We attribute the improvement in SNR in the force plate BCG over scale BCG to the fact that a subject can stand more comfortably on the force plate with their feet wider apart than with the scale. To further investigate this theory, we had one subject stand on the force plate with feet 12.7 (same distance as for the scale), 20.3, 25.4 and 35.6 cm apart. The SNR results were as follows: 2.2, 2.9, 4.4, and 4.3 dB, respectively, suggesting that there is a slight improvement in SNR associated with allowing the feet to be wider apart as compared to the scale. This goes in accordance with Reference [26] which states that stance width influences the magnitude of body sway and observed that for subjects standing with their feet 5, 17, and 30 cm apart and exposed to visual motion, the widest distance (30 cm) was associated with reduced motion sickness.
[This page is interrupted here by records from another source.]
use std::{
    io,
    sync::{Arc, OnceLock},
};

use application::{args, Args, Config, Console, Service};
use service::{
    command::{DeleteResidence, RestoreResidence},
    infra::Http,
    query::{ResidenceById, Residences},
    Carousel, Command as _, Form,
};
use tracing as log;
use tracing_subscriber::{
    filter::filter_fn,
    layer::{Layer as _, SubscriberExt as _},
    util::SubscriberInitExt as _,
};

const STDERR_LEVELS: &[log::Level] = &[log::Level::WARN, log::Level::ERROR];

static LOG_LEVEL: OnceLock<log::Level> = OnceLock::new();

#[tokio::main]
async fn main() {
    tracing_subscriber::registry()
        .with(
            tracing_subscriber::fmt::layer()
                .compact()
                .with_ansi(true)
                .with_thread_names(true)
                .with_writer(io::stdout)
                .with_filter(filter_fn(|meta| {
                    meta.is_span()
                        || (!STDERR_LEVELS.contains(meta.level()))
                            && LOG_LEVEL
                                .get()
                                .copied()
                                .unwrap_or(log::Level::INFO)
                                >= *meta.level()
                })),
        )
        .with(
            tracing_subscriber::fmt::layer()
                .compact()
                .with_ansi(true)
                .with_thread_names(true)
                .with_writer(io::stderr)
                .with_filter(filter_fn(|meta| {
                    meta.is_span()
                        || (STDERR_LEVELS.contains(meta.level()))
                            && LOG_LEVEL
                                .get()
                                .copied()
                                .unwrap_or(log::Level::INFO)
                                >= *meta.level()
                })),
        )
        .init();

    if start().await.is_err() {
        std::process::exit(1);
    }
}

async fn start() -> Result<(), ()> {
    let Args { config, command } = Args::parse().map_err(|e| {
        log::error!("failed to parse command line arguments: {e}");
    })?;

    let config = Config::new(config).map_err(|e| {
        log::error!("failed to load `Config`: {e}");
    })?;

    LOG_LEVEL
        .set(config.log.level.into())
        .unwrap_or_else(|_| unreachable!("first initialization"));

    let http = Http::new(&config.remote.base_url).map_err(|e| {
        log::error!("failed to initialize `Http` remote: {e}");
    })?;
    let service = Service::new(config.service(), http);
    let mut console = Console::new(io::stdout(), &config.remote.base_url);

    let res = run(&service, command, &mut console).await;

    _ = console.notification(service.notifications()).map_err(|e| {
        log::error!("failed to render notification: {e}");
    });
    if let Some(e) = service.store().error() {
        log::debug!("last operation error: {e}");
    }
    res
}

/// Runs the provided [`args::Command`], rendering its outcome.
async fn run(
    service: &Service,
    command: args::Command,
    console: &mut Console<io::Stdout>,
) -> Result<(), ()> {
    let rendered = |res: io::Result<()>| {
        res.map_err(|e| log::error!("failed to render output: {e}"))
    };

    match command {
        args::Command::List { all } => {
            _ = service.execute(Residences).await.map_err(|e| {
                log::error!("failed to list residences: {e}");
            })?;
            let residences = service.store().residences();
            let carousel = Carousel::new(Arc::clone(&residences));
            rendered(console.list(&residences, &carousel, all))
        }
        args::Command::Show { id } => {
            let residence =
                service.execute(ResidenceById(id)).await.map_err(|e| {
                    log::error!("failed to fetch `Residence({id})`: {e}");
                })?;
            rendered(console.residence(&residence))
        }
        args::Command::Create(fields) => {
            let mut form = Form::default();
            form.open_create();
            submit(service, &mut form, &fields, console).await
        }
        args::Command::Update { id, fields } => {
            let residence =
                service.execute(ResidenceById(id)).await.map_err(|e| {
                    log::error!("failed to fetch `Residence({id})`: {e}");
                })?;
            let mut form = Form::default();
            form.open_update(&residence);
            submit(service, &mut form, &fields, console).await
        }
        args::Command::Delete { id } => {
            service.execute(DeleteResidence { id }).await.map_err(|e| {
                log::error!("failed to delete `Residence({id})`: {e}");
            })
        }
        args::Command::Restore { id } => {
            let residence = service
                .execute(RestoreResidence { id })
                .await
                .map_err(|e| {
                    log::error!("failed to restore `Residence({id})`: {e}");
                })?;
            rendered(console.residence(&residence))
        }
    }
}

/// Fills the provided [`Form`] with the given [`args::Fields`] and submits
/// it.
async fn submit(
    service: &Service,
    form: &mut Form,
    fields: &args::Fields,
    console: &mut Console<io::Stdout>,
) -> Result<(), ()> {
    if let Some(draft) = form.draft_mut() {
        fields.apply(draft);
    }

    let attached = form.attach(&fields.image_files).await;
    if attached < fields.image_files.len() {
        log::warn!(
            "{} of {} image files attached",
            attached,
            fields.image_files.len(),
        );
    }

    if form.submit(service).await {
        return Ok(());
    }

    let errors = form.errors();
    if !errors.is_empty() {
        log::error!("residence is invalid: {errors}");
        console.form_errors(errors).map_err(|e| {
            log::error!("failed to render output: {e}");
        })?;
    }
    Err(())
}
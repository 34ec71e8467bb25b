//! Macros for defining kind enums.

/// Macro for defining a kind enum backed by a [`u8`].
///
/// With the `serde` feature enabled, the enum is (de)serialized as its
/// integer value.
///
/// # Example
///
/// ```rust
/// use common::define_kind;
///
/// define_kind! {
///     #[doc = "Shape kind."]
///     enum Kind {
///         #[doc = "A cube"]
///         Cube = 1,
///
///         #[doc = "A sphere"]
///         Sphere = 2,
///     }
/// }
///
/// assert_eq!(Kind::try_from(2), Ok(Kind::Sphere));
/// assert!(Kind::try_from(3).is_err());
/// ```
#[expect(clippy::module_name_repetitions, reason = "more readable")]
#[macro_export]
macro_rules! define_kind {
    (
        #[doc = $doc:literal]
        enum $name:ident {
            $(
                #[doc = $variant_doc:literal]
                $variant:ident = $value:expr
            ),* $(,)?
        }
    ) => {
        #[derive(
            Clone,
            Copy,
            Debug,
            $crate::private::strum::Display,
            $crate::private::strum::EnumString,
            Eq,
            Hash,
            PartialEq,
        )]
        #[doc = $doc]
        #[repr(u8)]
        #[strum(serialize_all = "SCREAMING_SNAKE_CASE")]
        pub enum $name {
            $(
                 #[doc = $variant_doc]
                 $variant = $value,
            )*
        }

        impl $name {
            /// Converts this into its [`u8`] representation.
            #[must_use]
            pub const fn u8(self) -> u8 {
                self as u8
            }
        }

        impl ::core::convert::TryFrom<u8> for $name {
            type Error = $crate::InvalidKind;

            fn try_from(v: u8) -> Result<Self, Self::Error> {
                match v {
                    $(
                        v if Self::$variant.u8() == v => Ok(Self::$variant),
                    )*
                    v => Err($crate::InvalidKind {
                        kind: ::core::stringify!($name),
                        value: v,
                    }),
                }
            }
        }

        $crate::impl_kind_serde!($name);
    };
}

/// Implements integer (de)serialization for a [`define_kind!`] enum.
#[cfg(feature = "serde")]
#[doc(hidden)]
#[macro_export]
macro_rules! impl_kind_serde {
    ($name:ident) => {
        impl $crate::private::serde::Serialize for $name {
            fn serialize<S>(&self, serializer: S) -> Result<S::Ok, S::Error>
            where
                S: $crate::private::serde::Serializer,
            {
                serializer.serialize_u8(self.u8())
            }
        }

        impl<'de> $crate::private::serde::Deserialize<'de> for $name {
            fn deserialize<D>(deserializer: D) -> Result<Self, D::Error>
            where
                D: $crate::private::serde::Deserializer<'de>,
            {
                use $crate::private::serde::de::Error as _;

                let v = <u8 as $crate::private::serde::Deserialize>::deserialize(
                    deserializer,
                )?;
                Self::try_from(v).map_err(D::Error::custom)
            }
        }
    };
}

/// No-op without the `serde` feature.
#[cfg(not(feature = "serde"))]
#[doc(hidden)]
#[macro_export]
macro_rules! impl_kind_serde {
    ($name:ident) => {};
}

/// Error of converting an integer into a kind enum.
#[derive(
    Clone, Copy, Debug, derive_more::Display, derive_more::Error, Eq, PartialEq,
)]
#[display("invalid `{kind}` value: {value}")]
pub struct InvalidKind {
    /// Name of the kind enum.
    pub kind: &'static str,

    /// Rejected value.
    pub value: u8,
}
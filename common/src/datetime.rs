//! Date and time utilities.

use std::{cmp::Ordering, fmt, marker::PhantomData};

use derive_more::{Debug, Display, Error};
use time::{format_description::well_known::Rfc3339, UtcOffset};

/// Untyped date and time.
pub type DateTime = DateTimeOf;

/// UTC date and time.
#[derive(Debug)]
pub struct DateTimeOf<Of: ?Sized = ()> {
    /// Inner representation of the date and time.
    inner: time::OffsetDateTime,

    /// Type parameter describing the kind of date and time.
    #[debug(skip)]
    _of: PhantomData<Of>,
}

impl<Of: ?Sized> DateTimeOf<Of> {
    /// Creates a new [`DateTime`] from the provided [RFC 3339] string.
    ///
    /// Any offset is normalized to UTC.
    ///
    /// # Errors
    ///
    /// Returns an error if the string is not a valid [RFC 3339] date and time.
    ///
    /// [RFC 3339]: https://tools.ietf.org/html/rfc3339
    pub fn from_rfc3339(input: &str) -> Result<Self, ParseError> {
        use ParseError as E;

        time::OffsetDateTime::parse(input, &Rfc3339)
            .map_err(E::Parse)?
            .try_into()
            .map_err(E::ComponentRange)
    }

    /// Returns the [`DateTime`] as an [RFC 3339] string.
    ///
    /// [RFC 3339]: https://tools.ietf.org/html/rfc3339
    #[expect(clippy::missing_panics_doc, reason = "infallible")]
    #[must_use]
    pub fn to_rfc3339(&self) -> String {
        self.inner.format(&Rfc3339).unwrap_or_else(|e| {
            panic!("cannot format `DateTime` as RFC 3339: {e}")
        })
    }
}

/// Error of parsing [`DateTime`] from a string.
#[derive(Clone, Copy, Debug, Display, Error)]
pub enum ParseError {
    /// Failed to parse the string into an [`DateTime`].
    Parse(time::error::Parse),

    /// Parsed [`DateTime`] has an out of range component.
    ComponentRange(time::error::ComponentRange),
}

impl<Of: ?Sized> Copy for DateTimeOf<Of> {}
impl<Of: ?Sized> Clone for DateTimeOf<Of> {
    fn clone(&self) -> Self {
        *self
    }
}

impl<Of: ?Sized> Eq for DateTimeOf<Of> {}
impl<Of: ?Sized> PartialEq for DateTimeOf<Of> {
    fn eq(&self, other: &Self) -> bool {
        self.inner == other.inner
    }
}

impl<Of: ?Sized> Ord for DateTimeOf<Of> {
    fn cmp(&self, other: &Self) -> Ordering {
        self.inner.cmp(&other.inner)
    }
}
impl<Of: ?Sized> PartialOrd for DateTimeOf<Of> {
    fn partial_cmp(&self, other: &Self) -> Option<Ordering> {
        Some(self.cmp(other))
    }
}

impl<Of: ?Sized> fmt::Display for DateTimeOf<Of> {
    fn fmt(&self, f: &mut fmt::Formatter<'_>) -> fmt::Result {
        f.write_str(&self.to_rfc3339())
    }
}

impl<Of: ?Sized> TryFrom<time::OffsetDateTime> for DateTimeOf<Of> {
    type Error = time::error::ComponentRange;

    fn try_from(dt: time::OffsetDateTime) -> Result<Self, Self::Error> {
        dt.to_offset(UtcOffset::UTC)
            .replace_microsecond(dt.microsecond())
            .map(|inner| Self {
                inner,
                _of: PhantomData,
            })
    }
}

impl<Of: ?Sized> From<DateTimeOf<Of>> for time::OffsetDateTime {
    fn from(dt: DateTimeOf<Of>) -> Self {
        dt.inner
    }
}

#[cfg(feature = "serde")]
pub mod serde {
    //! Module providing integration with [`serde`] crate.

    use super::DateTimeOf;

    pub mod rfc3339 {
        //! Module providing serialization and deserialization of [`DateTimeOf`]
        //! as an [RFC 3339] string.
        //!
        //! [RFC 3339]: https://tools.ietf.org/html/rfc3339

        use serde::{de::Error, Deserialize, Deserializer, Serializer};

        use super::DateTimeOf;

        /// Serializes the [`DateTimeOf`] as an [RFC 3339] string.
        ///
        /// # Errors
        ///
        /// Never errors on its own, only propagates [`Serializer`] errors.
        ///
        /// [RFC 3339]: https://tools.ietf.org/html/rfc3339
        pub fn serialize<Of, S>(
            dt: &DateTimeOf<Of>,
            serializer: S,
        ) -> Result<S::Ok, S::Error>
        where
            S: Serializer,
            Of: ?Sized,
        {
            serializer.serialize_str(&dt.to_rfc3339())
        }

        /// Deserializes an [RFC 3339] string into a [`DateTimeOf`].
        ///
        /// # Errors
        ///
        /// Returns an error if the string is not a valid [RFC 3339] date.
        ///
        /// [RFC 3339]: https://tools.ietf.org/html/rfc3339
        pub fn deserialize<'de, D, Of>(
            deserializer: D,
        ) -> Result<DateTimeOf<Of>, D::Error>
        where
            D: Deserializer<'de>,
            Of: ?Sized,
        {
            let s = String::deserialize(deserializer)?;
            DateTimeOf::from_rfc3339(&s).map_err(Error::custom)
        }

        pub mod option {
            //! Optional variant of the parent module.

            use serde::{de::Error, Deserialize, Deserializer, Serializer};

            use super::DateTimeOf;

            /// Serializes an optional [`DateTimeOf`], [`None`] as `null`.
            ///
            /// # Errors
            ///
            /// Only propagates [`Serializer`] errors.
            pub fn serialize<Of, S>(
                dt: &Option<DateTimeOf<Of>>,
                serializer: S,
            ) -> Result<S::Ok, S::Error>
            where
                S: Serializer,
                Of: ?Sized,
            {
                match dt {
                    Some(dt) => super::serialize(dt, serializer),
                    None => serializer.serialize_none(),
                }
            }

            /// Deserializes an optional [RFC 3339] string.
            ///
            /// # Errors
            ///
            /// Returns an error if a present string is not a valid date.
            ///
            /// [RFC 3339]: https://tools.ietf.org/html/rfc3339
            pub fn deserialize<'de, D, Of>(
                deserializer: D,
            ) -> Result<Option<DateTimeOf<Of>>, D::Error>
            where
                D: Deserializer<'de>,
                Of: ?Sized,
            {
                Option::<String>::deserialize(deserializer)?
                    .map(|s| DateTimeOf::from_rfc3339(&s))
                    .transpose()
                    .map_err(Error::custom)
            }
        }
    }
}

#[cfg(test)]
mod spec {
    use super::DateTime;

    #[test]
    fn normalizes_offset_to_utc() {
        let dt = DateTime::from_rfc3339("2024-03-01T12:30:00+02:00").unwrap();

        assert_eq!(dt.to_rfc3339(), "2024-03-01T10:30:00Z");
        assert_eq!(dt.to_string(), "2024-03-01T10:30:00Z");
    }

    #[test]
    fn rejects_garbage() {
        assert!(DateTime::from_rfc3339("2024-03-01").is_err());
        assert!(DateTime::from_rfc3339("yesterday").is_err());
    }

    #[test]
    fn orders_chronologically() {
        let earlier = DateTime::from_rfc3339("2024-01-01T00:00:00Z").unwrap();
        let later = DateTime::from_rfc3339("2024-06-01T00:00:00Z").unwrap();

        assert!(earlier < later);
    }
}
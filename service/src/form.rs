//! [`Form`] editing session of a [`Residence`].

use std::path::Path;

use tracerr::Traced;
use tracing as log;

use crate::{
    command::{save_residence, SaveResidence},
    domain::{Draft, EditMode, Residence},
    images,
    validation::FormErrors,
    Command, Service,
};

/// Editing session of a single [`Draft`].
///
/// At most one [`Draft`] is edited at a time: opening a new one discards the
/// previous one.
#[derive(Clone, Debug, Default)]
pub struct Form {
    /// Edited [`Draft`] along with its [`EditMode`], if any.
    session: Option<(Draft, EditMode)>,

    /// [`FormErrors`] of the last submission.
    errors: FormErrors,
}

impl Form {
    /// Opens an empty [`Draft`] of a new [`Residence`].
    pub fn open_create(&mut self) {
        self.open(Draft::default(), EditMode::Create);
    }

    /// Opens a [`Draft`] prefilled with the provided [`Residence`].
    pub fn open_update(&mut self, residence: &Residence) {
        self.open(Draft::from(residence), EditMode::Update(residence.id));
    }

    /// Discards the edited [`Draft`], if any.
    pub fn cancel(&mut self) {
        self.session = None;
        self.errors = FormErrors::default();
    }

    /// Indicates whether a [`Draft`] is being edited.
    #[must_use]
    pub fn is_open(&self) -> bool {
        self.session.is_some()
    }

    /// Returns the [`EditMode`] of the edited [`Draft`], if any.
    #[must_use]
    pub fn mode(&self) -> Option<EditMode> {
        self.session.as_ref().map(|(_, mode)| *mode)
    }

    /// Returns the edited [`Draft`], if any.
    #[must_use]
    pub fn draft(&self) -> Option<&Draft> {
        self.session.as_ref().map(|(draft, _)| draft)
    }

    /// Returns the edited [`Draft`] for modification, if any.
    pub fn draft_mut(&mut self) -> Option<&mut Draft> {
        self.session.as_mut().map(|(draft, _)| draft)
    }

    /// Returns [`FormErrors`] of the last submission.
    #[must_use]
    pub fn errors(&self) -> &FormErrors {
        &self.errors
    }

    /// Ingests the image files at the provided `paths` and attaches them to
    /// the edited [`Draft`] at once.
    ///
    /// Returns the number of attached images, which is `0` if no [`Draft`]
    /// is being edited.
    pub async fn attach<P: AsRef<Path>>(
        &mut self,
        paths: impl IntoIterator<Item = P>,
    ) -> usize {
        if self.session.is_none() {
            return 0;
        }
        let ingested = images::ingest(paths).await;
        let count = ingested.len();
        if let Some(draft) = self.draft_mut() {
            draft.attach(ingested);
        }
        count
    }

    /// Submits the edited [`Draft`] via the provided [`Service`].
    ///
    /// Closes this [`Form`] and returns `true` on success. Otherwise, keeps
    /// the [`Draft`] open, so it may be fixed and submitted again, exposing
    /// its [`FormErrors`] if it was rejected as invalid.
    pub async fn submit<R>(&mut self, service: &Service<R>) -> bool
    where
        Service<R>: Command<
            SaveResidence,
            Ok = Residence,
            Err = Traced<save_residence::ExecutionError>,
        >,
    {
        let Some((draft, mode)) = self.session.clone() else {
            return false;
        };

        match service.execute(SaveResidence { draft, mode }).await {
            Ok(saved) => {
                log::debug!("`Residence({})` saved", saved.id);
                self.cancel();
                true
            }
            Err(e) => {
                self.errors =
                    e.as_ref().form_errors().cloned().unwrap_or_default();
                false
            }
        }
    }

    /// Opens the provided [`Draft`], discarding the previous one.
    fn open(&mut self, draft: Draft, mode: EditMode) {
        self.session = Some((draft, mode));
        self.errors = FormErrors::default();
    }
}
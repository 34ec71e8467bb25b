//! [`Command`] for updating an existing [`Residence`].

use common::operations::Update;
use tracerr::Traced;

use crate::{
    domain::{residence, Draft, Residence},
    infra::{remote, Remote},
    lifecycle::Operation,
    store::Reconciliation,
    Service,
};

use super::Command;

/// [`Command`] for updating an existing [`Residence`].
#[derive(Clone, Debug)]
pub struct UpdateResidence {
    /// ID of the [`Residence`] to update.
    pub id: residence::Id,

    /// [`Draft`] of the changes.
    pub draft: Draft,
}

impl<R> Command<UpdateResidence> for Service<R>
where
    R: Remote<
        Update<(residence::Id, Draft)>,
        Ok = Residence,
        Err = Traced<remote::Error>,
    >,
{
    type Ok = Residence;
    type Err = Traced<ExecutionError>;

    async fn execute(
        &self,
        cmd: UpdateResidence,
    ) -> Result<Self::Ok, Self::Err> {
        let UpdateResidence { id, draft } = cmd;

        self.orchestrate(
            Operation::Update,
            self.remote().execute(Update((id, draft))),
            |updated| Reconciliation::Replace(updated.clone()),
        )
        .await
        .map_err(tracerr::wrap!())
    }
}

/// Error of [`UpdateResidence`] [`Command`] execution.
pub type ExecutionError = crate::ExecutionError;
Moreover, we observed the order in which subjects stood on the scale and force plate (since half the subjects stood on scale first while the other half stood on the force plate first to account for any bias due to the order in which the subject stood on the force plate versus the weighing scale), and found that the difference in SNRs between force plate and weighing scale BCG was bigger for all the subjects that stood on the force plate first (subjects: 2, 3, 5, 6, 8, 10, 11, and 12 in Table 2) compared to those who stood on the weighing scale first (subjects: 1, 4, 7, 9, 13, 14, 15, 16, and 17 in Table 2). For both groups, the results are statistically significant (p < 0.05).

3.5. Limitations

One limitation of the work is that all participants are healthy, young subjects. Future work will focus on acquiring and analyzing data from a more diverse population and from HF patients in particular. The methods described in this paper set the technological framework for studies on HF patients. The main challenges in such patients are irregularities in the ECG signal whose R-peaks we use as reference to ensemble average the rest of the signals, as well as reduced signal quality in the BCG signals themselves.

4. Conclusions

We have shown in this paper that force plate BCG allows for more reliable PEP estimations than scale BCG due to more accurate timing information that can be attributed to the wider bandwidth of the force plate. Nevertheless, the cost of the force plate is significantly higher than the weighing scale, and thus the force plate—at this current cost—would not be feasible for at-home use. If the force plate was positioned in a central location accessible to multiple HF patients such as in a grocery store, the cost of the force plate could be amortized over the large number of patients that could access the device, thus allowing it to be a feasible option for monitoring patients outside the clinic/hospital setting. We have also shown that force plate head-to-foot BCG can be used to estimate SV changes accurately. However, in order to determine subject-specific coefficients for how the BCG parameters relate to the ICG parameters, simultaneous ICG measurements are needed at first for calibration purposes. Hence, the estimation of SV changes hinges on having the initial reference measurement. Nevertheless, for the HF patients monitoring application, such initial measurements of SV can be obtained at the index visit, and then the BCG-equipped force plate can be used to measure changes from that initial value over time. Changes in SV could then be used to titrate care, thus potentially leading to improved outcomes and reduced costs.